This lovely article was passed along to me by David Newman during a discussion of IST-3 – the recently infamous, massive randomized trial of thrombolysis for acute stroke. There are two ways of thinking about IST-3, and how the results are viewed in the literature seems to depend how much funding you receive from Boehringer or Genentech. The first way of thinking seems to be accept the results as published, pick apart the subgroups, do statistical contortions, and then either come out in the "pro" camp (Boehringer) or the "con" camp.
The second way of thinking, supported by this article, is "garbage-in, garbage-out". The key issue for this approach is that IST-3 is an unblinded, open trial, which introduces bias - treating clinicians and patients who believe TPA is a "promising, yet unproven" treatment (from the uncertainty principle of the study) are perceived as more likely to contribute to favorable reported outcomes when receiving the experimental intervention. This effect is probably even more pronounced given that much of the follow-up scoring for the Oxford Handicap Scale was performed by mail-in questionnaire, rather than standardized expert evaluation – which has rather poor kappa to begin with.

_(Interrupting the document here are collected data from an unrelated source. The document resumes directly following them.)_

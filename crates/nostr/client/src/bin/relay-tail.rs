use std::io::Write;

use anyhow::{Context, Result, bail};
use clap::Parser;
use nostr::Filter;
use nostr_relay_pool::{PoolConfig, PoolNotification, RelayPool};
use serde_json::json;
use tracing::{info, warn};

/// Stream events from Nostr relays to stdout, one JSON object per line.
#[derive(Parser, Debug)]
struct Args {
    /// Relay URL. Repeatable; replaces NOSTR_RELAYS when given.
    #[arg(long = "relay")]
    relays: Vec<String>,

    /// Event kind to match. Repeatable.
    #[arg(long = "kind")]
    kinds: Vec<u16>,

    /// Author public key (hex) to match. Repeatable.
    #[arg(long = "author")]
    authors: Vec<String>,

    /// Maximum number of stored events each relay should send back.
    #[arg(long)]
    limit: Option<u64>,
}

impl Args {
    fn filter(&self) -> Filter {
        let mut filter = Filter::new();
        if !self.kinds.is_empty() {
            filter = filter.kinds(self.kinds.iter().copied());
        }
        if !self.authors.is_empty() {
            filter = filter.authors(self.authors.iter().cloned());
        }
        if let Some(limit) = self.limit {
            filter = filter.limit(limit);
        }
        filter
    }
}

#[tokio::main]
async fn main() -> Result<()> {
    tracing_subscriber::fmt()
        .with_env_filter(
            tracing_subscriber::EnvFilter::try_from_default_env()
                .unwrap_or_else(|_| tracing_subscriber::EnvFilter::new("info")),
        )
        .with_writer(std::io::stderr)
        .init();

    let args = Args::parse();
    let mut config = PoolConfig::from_env().context("read relay configuration")?;
    if !args.relays.is_empty() {
        config.relays.clone_from(&args.relays);
    }
    if config.relays.is_empty() {
        bail!("no relays configured; pass --relay or set NOSTR_RELAYS");
    }

    let pool = RelayPool::websocket(config);
    if let Err(error) = pool.connect_all().await {
        warn!("{}", error);
    }

    let subscriptions = pool.subscribe(None, args.filter()).await;
    if subscriptions.is_empty() {
        pool.close_all().await;
        bail!("no relay could be reached");
    }
    info!("subscribed on {} relay(s)", subscriptions.len());

    let events = pool.events();
    let mut stdout = std::io::stdout();
    loop {
        tokio::select! {
            signal = tokio::signal::ctrl_c() => {
                signal.context("listen for ctrl-c")?;
                info!("interrupted; closing relays");
                break;
            }
            notification = events.recv() => match notification {
                Some(PoolNotification::Event(relay_event)) => {
                    let line = json!({
                        "relay": relay_event.relay_url,
                        "subscription": relay_event.subscription_id,
                        "event": relay_event.event,
                    });
                    writeln!(stdout, "{}", line).context("write event to stdout")?;
                    stdout.flush().context("flush stdout")?;
                }
                Some(PoolNotification::EndOfStoredEvents { relay_url, .. }) => {
                    info!("{} sent all stored events", relay_url);
                }
                None => break,
            },
        }
    }

    pool.close_all().await;
    Ok(())
}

Page three of this article delves into the empiric analysis of the impact of blinding, and the relative likelihood of unblinded trials to report favorable outcomes. Essentially, the relative chance of reporting both favorable and unfavorable outcomes are significantly affected. In clinical terms, this leads to presentation of results in which the benefits are exaggerated and the harms are minimized. In the context of IST-3, this essentially means the likelihood of any hidden positive effects vanishes, while the poor outcomes are underreported – and it's more "negative" than "neutral".
The authors also note they are preparing a systematic review of trials with blind and non-blind outcome assessors, which would be particularly apt to IST-3, as well.